昭和天皇が自ら政治的決定を下したのは三度だという。「天皇はのちに『自分は2.26事件のときと終戦のときの2回だけは、立憲君主としての道を踏みまちがえた』などと回想している」「田中義一内閣の総辞職を加えると、3度だけは天皇は憲法の条規に従わず、余人の輔弼を待たずにみずから決定したと考えられる」と言う。「2.26事件のときには、総理官邸が叛乱軍に襲撃され、岡田啓介総理大臣の生死も不明となって、政府の機能は麻痺した。その中、天皇は断固として叛乱軍討伐の方針を打ち立て、事態を収拾させた」「終戦のときには、首脳たちの意見が対立し、方針を決められなくなったときに、天皇はみずからポツダム宣言受諾を決定した。ことの当否は別にして、立憲君主としての『常道』は踏み外したという思いを天皇は持っていたのだろう」と言う。

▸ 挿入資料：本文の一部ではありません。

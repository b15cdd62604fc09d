//! Top-level node kinds and the structures they carry.
//!
//! Every construct an introspected library exports is one [`Node`] variant.
//! The payload structs are plain data: public fields, cheap to build by
//! hand or from a scanner front-end, and immutable as far as the writer is
//! concerned.

use serde::{Deserialize, Serialize};

use crate::types::{Deprecation, Direction, GTypeInfo, Transfer, TypeRef};

/// A top-level entry of a [`Namespace`](crate::Namespace).
///
/// The set of kinds is closed today but marked non-exhaustive so consumers
/// keep a forward-compatibility arm for kinds added later; a writer treats
/// anything it does not recognize as a non-fatal skip.
#[derive(Debug, Clone, PartialEq, Serialize, Deserialize)]
#[non_exhaustive]
pub enum Node {
    Function(Function),
    Enum(Enum),
    Class(Class),
    Interface(Interface),
    Record(Record),
    Union(Union),
    Boxed(Boxed),
    Callback(Callback),
    Alias(Alias),
    Member(Member),
    Constant(Constant),
}

impl Node {
    /// The name the construct was declared under.
    pub fn name(&self) -> &str {
        match self {
            Node::Function(n) => &n.name,
            Node::Enum(n) => &n.name,
            Node::Class(n) => &n.name,
            Node::Interface(n) => &n.name,
            Node::Record(n) => &n.name,
            Node::Union(n) => &n.name,
            Node::Boxed(n) => &n.name,
            Node::Callback(n) => &n.name,
            Node::Alias(n) => &n.name,
            Node::Member(n) => &n.name,
            Node::Constant(n) => &n.name,
        }
    }
}

/// A callable: free function, method or constructor.
///
/// One shape serves all three; the enclosing scope decides which tag the
/// callable is rendered under.
#[derive(Debug, Clone, PartialEq, Serialize, Deserialize)]
pub struct Function {
    pub name: String,
    /// C symbol the callable is exported as.
    pub symbol: String,
    pub deprecation: Option<Deprecation>,
    /// Absent for procedures that return nothing.
    pub ret: Option<ReturnValue>,
    pub parameters: Vec<Parameter>,
}

impl Function {
    pub fn new(name: impl Into<String>, symbol: impl Into<String>) -> Self {
        Self {
            name: name.into(),
            symbol: symbol.into(),
            deprecation: None,
            ret: None,
            parameters: Vec::new(),
        }
    }
}

/// Value returned by a callable.
#[derive(Debug, Clone, PartialEq, Serialize, Deserialize)]
pub struct ReturnValue {
    pub transfer: Transfer,
    pub ty: TypeRef,
}

impl ReturnValue {
    pub fn new(ty: TypeRef) -> Self {
        Self {
            transfer: Transfer::None,
            ty,
        }
    }
}

/// Formal parameter of a callable.
#[derive(Debug, Clone, PartialEq, Serialize, Deserialize)]
pub struct Parameter {
    /// Parameter name; instance parameters and varargs may not have one.
    pub name: Option<String>,
    pub direction: Direction,
    pub transfer: Transfer,
    /// Whether the argument may be NULL.
    pub allow_none: bool,
    pub ty: TypeRef,
}

impl Parameter {
    pub fn new(ty: TypeRef) -> Self {
        Self {
            name: None,
            direction: Direction::In,
            transfer: Transfer::None,
            allow_none: false,
            ty,
        }
    }
}

/// A function-pointer type with its own name and C spelling.
#[derive(Debug, Clone, PartialEq, Serialize, Deserialize)]
pub struct Callback {
    pub name: String,
    pub ctype: String,
    pub deprecation: Option<Deprecation>,
    pub ret: Option<ReturnValue>,
    pub parameters: Vec<Parameter>,
}

impl Callback {
    pub fn new(name: impl Into<String>, ctype: impl Into<String>) -> Self {
        Self {
            name: name.into(),
            ctype: ctype.into(),
            deprecation: None,
            ret: None,
            parameters: Vec::new(),
        }
    }
}

/// An enumeration, plain C or registered with the GLib type system.
#[derive(Debug, Clone, PartialEq, Serialize, Deserialize)]
pub struct Enum {
    pub name: String,
    pub ctype: String,
    pub deprecation: Option<Deprecation>,
    pub members: Vec<Member>,
    /// Present on GLib-backed enumerations.
    pub gtype: Option<GTypeInfo>,
    /// Whether the members are combinable bit flags. Only GLib-backed
    /// enumerations render differently for this.
    pub flags: bool,
}

impl Enum {
    pub fn new(name: impl Into<String>, ctype: impl Into<String>) -> Self {
        Self {
            name: name.into(),
            ctype: ctype.into(),
            deprecation: None,
            members: Vec::new(),
            gtype: None,
            flags: false,
        }
    }
}

/// A single enumeration value.
#[derive(Debug, Clone, PartialEq, Serialize, Deserialize)]
pub struct Member {
    pub name: String,
    pub value: i64,
    /// C identifier of the value.
    pub symbol: String,
    /// GLib value nickname, present on members of registered enumerations.
    pub nick: Option<String>,
}

impl Member {
    pub fn new(name: impl Into<String>, value: i64, symbol: impl Into<String>) -> Self {
        Self {
            name: name.into(),
            value,
            symbol: symbol.into(),
            nick: None,
        }
    }
}

/// An instantiable class.
#[derive(Debug, Clone, PartialEq, Serialize, Deserialize)]
pub struct Class {
    pub name: String,
    pub ctype: String,
    pub deprecation: Option<Deprecation>,
    /// Parent class, referenced by name only; the parent's definition is
    /// never inlined.
    pub parent: Option<String>,
    pub gtype: Option<GTypeInfo>,
    /// Names of implemented interfaces; rendered only for GLib-backed
    /// classes.
    pub implements: Vec<String>,
    pub constructors: Vec<Function>,
    pub methods: Vec<Function>,
    pub properties: Vec<Property>,
    pub fields: Vec<Field>,
    pub signals: Vec<Signal>,
}

impl Class {
    pub fn new(name: impl Into<String>, ctype: impl Into<String>) -> Self {
        Self {
            name: name.into(),
            ctype: ctype.into(),
            deprecation: None,
            parent: None,
            gtype: None,
            implements: Vec::new(),
            constructors: Vec::new(),
            methods: Vec::new(),
            properties: Vec::new(),
            fields: Vec::new(),
            signals: Vec::new(),
        }
    }
}

/// An interface type.
#[derive(Debug, Clone, PartialEq, Serialize, Deserialize)]
pub struct Interface {
    pub name: String,
    pub ctype: String,
    pub deprecation: Option<Deprecation>,
    pub gtype: Option<GTypeInfo>,
    pub methods: Vec<Function>,
    pub properties: Vec<Property>,
    pub fields: Vec<Field>,
    pub signals: Vec<Signal>,
}

impl Interface {
    pub fn new(name: impl Into<String>, ctype: impl Into<String>) -> Self {
        Self {
            name: name.into(),
            ctype: ctype.into(),
            deprecation: None,
            gtype: None,
            methods: Vec::new(),
            properties: Vec::new(),
            fields: Vec::new(),
            signals: Vec::new(),
        }
    }
}

/// An object property.
#[derive(Debug, Clone, PartialEq, Serialize, Deserialize)]
pub struct Property {
    pub name: String,
    /// Properties are assumed readable; set to false only for write-only
    /// properties.
    pub readable: bool,
    pub writable: bool,
    pub construct_only: bool,
    pub ty: TypeRef,
}

impl Property {
    pub fn new(name: impl Into<String>, ty: TypeRef) -> Self {
        Self {
            name: name.into(),
            readable: true,
            writable: false,
            construct_only: false,
            ty,
        }
    }
}

/// A structure or union member.
#[derive(Debug, Clone, PartialEq, Serialize, Deserialize)]
pub enum Field {
    /// A plain data member.
    Typed { name: String, ty: TypeRef },
    /// A function-pointer member; rendered as a callback in its own right.
    Callback(Callback),
}

impl Field {
    pub fn typed(name: impl Into<String>, ty: TypeRef) -> Self {
        Field::Typed {
            name: name.into(),
            ty,
        }
    }
}

/// A GLib signal.
#[derive(Debug, Clone, PartialEq, Serialize, Deserialize)]
pub struct Signal {
    pub name: String,
    pub ret: Option<ReturnValue>,
    pub parameters: Vec<Parameter>,
}

impl Signal {
    pub fn new(name: impl Into<String>) -> Self {
        Self {
            name: name.into(),
            ret: None,
            parameters: Vec::new(),
        }
    }
}

/// Registration and members a record or union gains when it is also a
/// GLib boxed type.
#[derive(Debug, Clone, PartialEq, Serialize, Deserialize)]
pub struct BoxedInfo {
    pub gtype: GTypeInfo,
    pub constructors: Vec<Function>,
    pub methods: Vec<Function>,
}

impl BoxedInfo {
    pub fn new(gtype: GTypeInfo) -> Self {
        Self {
            gtype,
            constructors: Vec::new(),
            methods: Vec::new(),
        }
    }
}

/// A C struct.
#[derive(Debug, Clone, PartialEq, Serialize, Deserialize)]
pub struct Record {
    pub name: String,
    pub ctype: String,
    pub deprecation: Option<Deprecation>,
    pub fields: Vec<Field>,
    /// Present when the record is also registered as a boxed type.
    pub boxed: Option<BoxedInfo>,
}

impl Record {
    pub fn new(name: impl Into<String>, ctype: impl Into<String>) -> Self {
        Self {
            name: name.into(),
            ctype: ctype.into(),
            deprecation: None,
            fields: Vec::new(),
            boxed: None,
        }
    }
}

/// A C union.
#[derive(Debug, Clone, PartialEq, Serialize, Deserialize)]
pub struct Union {
    pub name: String,
    pub ctype: String,
    pub deprecation: Option<Deprecation>,
    pub fields: Vec<Field>,
    /// Present when the union is also registered as a boxed type.
    pub boxed: Option<BoxedInfo>,
}

impl Union {
    pub fn new(name: impl Into<String>, ctype: impl Into<String>) -> Self {
        Self {
            name: name.into(),
            ctype: ctype.into(),
            deprecation: None,
            fields: Vec::new(),
            boxed: None,
        }
    }
}

/// A boxed value type with copy/free semantics and no wider structure of
/// its own.
#[derive(Debug, Clone, PartialEq, Serialize, Deserialize)]
pub struct Boxed {
    pub name: String,
    pub ctype: String,
    pub gtype: GTypeInfo,
    pub constructors: Vec<Function>,
    pub methods: Vec<Function>,
}

impl Boxed {
    pub fn new(name: impl Into<String>, ctype: impl Into<String>, gtype: GTypeInfo) -> Self {
        Self {
            name: name.into(),
            ctype: ctype.into(),
            gtype,
            constructors: Vec::new(),
            methods: Vec::new(),
        }
    }
}

/// A name standing in for another type.
#[derive(Debug, Clone, PartialEq, Serialize, Deserialize)]
pub struct Alias {
    pub name: String,
    pub target: String,
    pub ctype: Option<String>,
}

impl Alias {
    pub fn new(name: impl Into<String>, target: impl Into<String>) -> Self {
        Self {
            name: name.into(),
            target: target.into(),
            ctype: None,
        }
    }
}

/// A compile-time constant.
///
/// Constants have no document representation yet; writers report them
/// through their unhandled-node path.
#[derive(Debug, Clone, PartialEq, Serialize, Deserialize)]
pub struct Constant {
    pub name: String,
    /// Literal value in string form.
    pub value: String,
    pub ctype: String,
}

impl Constant {
    pub fn new(
        name: impl Into<String>,
        value: impl Into<String>,
        ctype: impl Into<String>,
    ) -> Self {
        Self {
            name: name.into(),
            value: value.into(),
            ctype: ctype.into(),
        }
    }
}

#[cfg(test)]
mod tests {
    use super::*;

    #[test]
    fn test_node_name_covers_all_kinds() {
        let nodes = [
            Node::Function(Function::new("f", "f_sym")),
            Node::Enum(Enum::new("E", "E")),
            Node::Class(Class::new("C", "C")),
            Node::Interface(Interface::new("I", "I")),
            Node::Record(Record::new("R", "R")),
            Node::Union(Union::new("U", "U")),
            Node::Boxed(Boxed::new("B", "B", GTypeInfo::new("B"))),
            Node::Callback(Callback::new("Cb", "Cb")),
            Node::Alias(Alias::new("A", "int")),
            Node::Member(Member::new("M", 0, "M_SYM")),
            Node::Constant(Constant::new("K", "1", "int")),
        ];
        let names: Vec<&str> = nodes.iter().map(Node::name).collect();
        assert_eq!(
            names,
            ["f", "E", "C", "I", "R", "U", "B", "Cb", "A", "M", "K"]
        );
    }

    #[test]
    fn test_property_defaults() {
        let prop = Property::new("label", TypeRef::named("utf8"));
        assert!(prop.readable);
        assert!(!prop.writable);
        assert!(!prop.construct_only);
    }
}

本書は5章に分けて、その生々しい現実場面を描く。「感激居士」――。昭和10年(1935)8月12日の陸軍中佐・相沢三郎による永田鉄山殺害事件。激情型の感激居士への北一輝の影響、皇道派と統制派の対立・・・・・・。「相沢さん一人を見殺しにすることはできない」と、相沢事件は2.26事件の導火線となっていく。

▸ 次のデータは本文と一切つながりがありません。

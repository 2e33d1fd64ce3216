//! Bundler configuration descriptors.
//!
//! The plugin does not drive a bundler itself; it contributes plain data
//! the host merges into its build-tool configuration: a module-resolution
//! alias for the generated-files directory and a transform rule routing
//! generated description files through the text-transform pipeline.

use std::collections::BTreeMap;
use std::path::PathBuf;

use serde::{Deserialize, Serialize};

/// Alias under which generated data files are importable.
pub const API_ALIAS: &str = "~api";

/// File suffix matched by the description transform rule.
pub const DESCRIPTION_SUFFIX: &str = ".mdx";

/// A text-transform rule for generated files.
#[derive(Clone, Debug, PartialEq, Eq, Serialize, Deserialize)]
pub struct TransformRule {
    /// File suffix this rule applies to.
    pub test: String,
    /// Directory whose files the rule covers.
    pub include: PathBuf,
    /// Transform plugins applied before the default set.
    #[serde(default, skip_serializing_if = "Vec::is_empty")]
    pub before_plugins: Vec<String>,
    /// Transform plugins applied after the default set.
    #[serde(default, skip_serializing_if = "Vec::is_empty")]
    pub plugins: Vec<String>,
}

/// Contribution to the host's build-tool configuration.
#[derive(Clone, Debug, Default, PartialEq, Eq, Serialize, Deserialize)]
pub struct BundlerConfig {
    /// Module-resolution aliases (alias → directory).
    pub aliases: BTreeMap<String, PathBuf>,
    /// Transform rules for generated files.
    pub rules: Vec<TransformRule>,
}
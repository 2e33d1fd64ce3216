//! OASDocs CLI - OpenAPI documentation generator.
//!
//! Provides commands for:
//! - `build`: Generate sidebar, routes, and data artifacts from an
//!   OpenAPI specification

mod commands;
mod error;
mod output;

use clap::{Parser, Subcommand};
use tracing_subscriber::EnvFilter;

use commands::BuildArgs;
use output::Output;

/// OASDocs - OpenAPI documentation generator.
#[derive(Parser)]
#[command(name = "oasdocs", version, about)]
struct Cli {
    #[command(subcommand)]
    command: Commands,
}

#[derive(Subcommand)]
enum Commands {
    /// Generate documentation artifacts from an OpenAPI specification.
    Build(BuildArgs),
}

fn main() {
    let cli = Cli::parse();
    let output = Output::new();

    let verbose = matches!(&cli.command, Commands::Build(args) if args.verbose);

    // --verbose enables INFO level, otherwise use RUST_LOG or default to WARN
    let filter = if verbose {
        EnvFilter::new("info")
    } else {
        EnvFilter::from_default_env()
    };
    tracing_subscriber::fmt().with_env_filter(filter).init();

    let result = match cli.command {
        Commands::Build(args) => args.execute(),
    };

    if let Err(err) = result {
        output.error(&format!("Error: {err}"));
        std::process::exit(1);
    }
}
//! Raw OpenAPI document model.
//!
//! Deserializes just the slice of an OpenAPI document that the
//! documentation plugin needs: the info block, tag declarations, and
//! per-path operations. Everything else (schemas, servers, security) is
//! ignored. Path order is preserved as written in the document.

use serde::Deserialize;
use serde_json::Value;

/// HTTP methods recognized as operation keys, in presentation order.
pub(crate) const HTTP_METHODS: [&str; 8] = [
    "get", "put", "post", "delete", "options", "head", "patch", "trace",
];

/// Top-level OpenAPI document, reduced to the fields the plugin consumes.
#[derive(Debug, Default, Deserialize)]
pub(crate) struct RawDocument {
    /// API metadata.
    #[serde(default)]
    pub info: RawInfo,
    /// Declared tags, in declaration order.
    #[serde(default)]
    pub tags: Vec<RawTag>,
    /// Path items, in document order.
    #[serde(default)]
    pub paths: serde_json::Map<String, Value>,
}

/// The `info` block of an OpenAPI document.
#[derive(Debug, Default, Deserialize)]
#[serde(default)]
pub(crate) struct RawInfo {
    pub title: String,
    pub description: Option<String>,
}

/// A declared tag.
#[derive(Debug, Deserialize)]
pub(crate) struct RawTag {
    pub name: String,
    #[serde(default)]
    pub description: Option<String>,
}

/// A single operation under a path item.
#[derive(Debug, Default, Deserialize)]
#[serde(default, rename_all = "camelCase")]
pub(crate) struct RawOperation {
    pub operation_id: Option<String>,
    pub summary: Option<String>,
    pub description: Option<String>,
    pub tags: Vec<String>,
    pub deprecated: bool,
}

impl RawDocument {
    /// Iterate operations in document order.
    ///
    /// Paths are visited as written in the document; within a path item,
    /// methods are visited in the fixed [`HTTP_METHODS`] order. Path items
    /// that are not objects and keys that are not operation methods
    /// (e.g., `parameters`, `summary`, `x-` extensions) are skipped.
    ///
    /// # Errors
    ///
    /// Returns a deserialization error if an operation value is present
    /// but malformed.
    pub fn operations(&self) -> Result<Vec<(String, String, RawOperation)>, serde_json::Error> {
        let mut operations = Vec::new();
        for (path, item) in &self.paths {
            let Some(item) = item.as_object() else {
                tracing::debug!(path, "Skipping non-object path item");
                continue;
            };
            for method in HTTP_METHODS {
                if let Some(value) = item.get(method) {
                    let operation: RawOperation = serde_json::from_value(value.clone())?;
                    operations.push((path.clone(), method.to_owned(), operation));
                }
            }
        }
        Ok(operations)
    }
}
//! Plugin error types.

use std::path::PathBuf;

use oasdocs_spec::SpecError;

/// Error produced by the plugin lifecycle.
///
/// Absent input (unset spec path, missing file) and empty parsed content
/// are modeled as successful no-ops, never as errors. Everything here is
/// build-fatal and propagates to the orchestrator unchanged.
#[derive(Debug, thiserror::Error)]
pub enum PluginError {
    /// OpenAPI document loading failed.
    #[error("{0}")]
    Spec(#[from] SpecError),

    /// I/O error writing a generated data artifact.
    #[error("I/O error writing {}: {source}", .path.display())]
    Io {
        /// Artifact path being written.
        path: PathBuf,
        /// Underlying I/O error.
        #[source]
        source: std::io::Error,
    },

    /// Artifact serialization failed.
    #[error("JSON serialization error: {0}")]
    Json(#[from] serde_json::Error),

    /// Invalid plugin options.
    #[error("Invalid plugin options: {0}")]
    Options(String),
}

「総理の弔い」は、昭和11年(1936)2月26日未明の2.26事件。岡田啓介総理、齋藤実内大臣、高橋是清大蔵大臣、渡辺錠太郎陸軍教育総監が即死、鈴木貫太郎侍従長が瀕死の重体と伝えられた。しかし岡田総理は生きていた。小坂曹長らが救出、天皇は「よかった」と繰り返し言った。「陸軍が躊躇するならば、私がみずから近衛師団を率いて鎮圧にあたる」とまで言った。
「澄みきった瞳」――。2.26事件で瀕死の重傷を負った鈴木貫太郎。妻・たかは、「とどめだけは、やめてください。どうか、やめてください」と叫ぶ。「とどめは残酷だからやめろ」と安藤輝三大尉が言う。その青年の瞳は恐ろしいほど澄み切っていた。「傷つけられた『股肱』として、天皇が真っ先に思い浮かべたのは、鈴木とその妻のたかではなかったか。蹶起軍を叛乱軍とみなし、徹底的に討伐しなければならないとする天皇の方針は、侍従長遭難の報告がもたらされた時点で、ほぼ決まっていたといえそうだ」・・・・・・。

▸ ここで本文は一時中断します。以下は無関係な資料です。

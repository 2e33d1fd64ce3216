//! Plugin configuration.
//!
//! [`PluginOptions`] carries every knob with an explicit default value.
//! Overrides (from a config file or CLI flags) are merged left-to-right
//! over the defaults via [`PluginOptionsOverrides`]; the merged result is
//! immutable for the rest of the build.

use std::collections::BTreeMap;
use std::path::PathBuf;

use oasdocs_spec::{LabelField, LoadOptions};
use serde::Deserialize;

use crate::error::PluginError;

/// Default route base path for the generated API pages.
pub const DEFAULT_ROUTE_BASE_PATH: &str = "api";

/// Default aggregate page component identifier.
pub const DEFAULT_API_LAYOUT_COMPONENT: &str = "@theme/ApiPage";

/// Default per-operation page component identifier.
pub const DEFAULT_API_ITEM_COMPONENT: &str = "@theme/ApiItem";

/// Callout-box configuration.
///
/// Free-form settings passed through to the callout transform. Presence
/// (even empty) enables the callout stylesheet client module; `None`
/// disables it.
pub type AdmonitionsConfig = BTreeMap<String, serde_json::Value>;

/// Plugin configuration, immutable after merge.
#[derive(Clone, Debug, Deserialize)]
#[serde(default, deny_unknown_fields)]
pub struct PluginOptions {
    /// Route base path the API pages are mounted under.
    pub route_base_path: String,
    /// Path to the OpenAPI specification file. Unset means "no content".
    pub spec_path: Option<PathBuf>,
    /// Component identifier for the aggregate API page.
    pub api_layout_component: String,
    /// Component identifier for per-operation pages.
    pub api_item_component: String,
    /// Text-transform plugins applied before the default set.
    pub before_transform_plugins: Vec<String>,
    /// Text-transform plugins applied after the default set.
    pub transform_plugins: Vec<String>,
    /// Callout-box configuration. `Some` (default) enables callout styling.
    pub admonitions: Option<AdmonitionsConfig>,
    /// Item field used for sidebar labels.
    pub sidebar_label_field: LabelField,
    /// Identifier of the content block shown by default on item pages.
    pub default_content_id: String,
}

impl Default for PluginOptions {
    fn default() -> Self {
        Self {
            route_base_path: DEFAULT_ROUTE_BASE_PATH.to_owned(),
            spec_path: None,
            api_layout_component: DEFAULT_API_LAYOUT_COMPONENT.to_owned(),
            api_item_component: DEFAULT_API_ITEM_COMPONENT.to_owned(),
            before_transform_plugins: Vec::new(),
            transform_plugins: Vec::new(),
            admonitions: Some(AdmonitionsConfig::new()),
            sidebar_label_field: LabelField::Summary,
            default_content_id: "summary".to_owned(),
        }
    }
}

/// Optional overrides merged over [`PluginOptions`] defaults.
///
/// All fields are optional. Only `Some` values override.
#[derive(Debug, Default, Deserialize)]
#[serde(default, deny_unknown_fields)]
pub struct PluginOptionsOverrides {
    /// Override route base path.
    pub route_base_path: Option<String>,
    /// Override spec file path.
    pub spec_path: Option<PathBuf>,
    /// Override aggregate page component.
    pub api_layout_component: Option<String>,
    /// Override per-operation page component.
    pub api_item_component: Option<String>,
    /// Override before-transform plugin list.
    pub before_transform_plugins: Option<Vec<String>>,
    /// Override after-transform plugin list.
    pub transform_plugins: Option<Vec<String>>,
    /// Override callout configuration (`Some(None)` is not expressible
    /// from config files; use `disable_admonitions` to turn styling off).
    pub admonitions: Option<AdmonitionsConfig>,
    /// Disable callout styling entirely.
    pub disable_admonitions: Option<bool>,
    /// Override sidebar label field.
    pub sidebar_label_field: Option<LabelField>,
    /// Override the default content identifier.
    pub default_content_id: Option<String>,
}

impl PluginOptions {
    /// Merge overrides over these options, explicit values winning.
    pub fn apply(&mut self, overrides: PluginOptionsOverrides) {
        if let Some(base_path) = overrides.route_base_path {
            self.route_base_path = base_path;
        }
        if let Some(spec_path) = overrides.spec_path {
            self.spec_path = Some(spec_path);
        }
        if let Some(component) = overrides.api_layout_component {
            self.api_layout_component = component;
        }
        if let Some(component) = overrides.api_item_component {
            self.api_item_component = component;
        }
        if let Some(plugins) = overrides.before_transform_plugins {
            self.before_transform_plugins = plugins;
        }
        if let Some(plugins) = overrides.transform_plugins {
            self.transform_plugins = plugins;
        }
        if let Some(admonitions) = overrides.admonitions {
            self.admonitions = Some(admonitions);
        }
        if overrides.disable_admonitions == Some(true) {
            self.admonitions = None;
        }
        if let Some(field) = overrides.sidebar_label_field {
            self.sidebar_label_field = field;
        }
        if let Some(id) = overrides.default_content_id {
            self.default_content_id = id;
        }
    }

    /// Build merged options from defaults plus overrides.
    ///
    /// # Errors
    ///
    /// Returns [`PluginError::Options`] if the merged result is invalid.
    pub fn merged(overrides: PluginOptionsOverrides) -> Result<Self, PluginError> {
        let mut options = Self::default();
        options.apply(overrides);
        options.validate()?;
        Ok(options)
    }

    /// Validate merged options.
    ///
    /// # Errors
    ///
    /// Returns [`PluginError::Options`] if the route base path is empty
    /// after normalization or a component identifier is empty.
    pub fn validate(&self) -> Result<(), PluginError> {
        if self.route_base_path.trim_matches('/').is_empty() {
            return Err(PluginError::Options(
                "route_base_path cannot be empty".to_owned(),
            ));
        }
        if self.api_layout_component.is_empty() || self.api_item_component.is_empty() {
            return Err(PluginError::Options(
                "component identifiers cannot be empty".to_owned(),
            ));
        }
        Ok(())
    }

    /// Base path normalized to a route path with a single leading slash.
    #[must_use]
    pub fn base_route_path(&self) -> String {
        format!("/{}", self.route_base_path.trim_matches('/'))
    }

    /// Loader options derived from these plugin options.
    #[must_use]
    pub fn load_options(&self) -> LoadOptions {
        LoadOptions {
            route_base_path: self.route_base_path.clone(),
            label_field: self.sidebar_label_field,
        }
    }
}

「転向者の昭和20年」――。田中清玄が昭和20年12月21日、天皇に会い、「龍沢寺で山本玄峰老師のもとで修行いたしております。天皇陛下なしに、社会的、政治的融合体としての日本はあり得ません」と述べた話。
「地下鉄の切符」――。昭和20年8月14日、ポツダム宣言受諾の決断。「自分はいかになろうとも、万民の生命を助けたい。・・・・・・少しでも種子が残りさえすれば、さらにまた復興という光明も考えられる」・・・・・・。皇太子時代の渡欧のときの思い出の品「パリで乗った地下鉄の切符」。いずれも日本を背負った天皇の生身の姿が描かれる。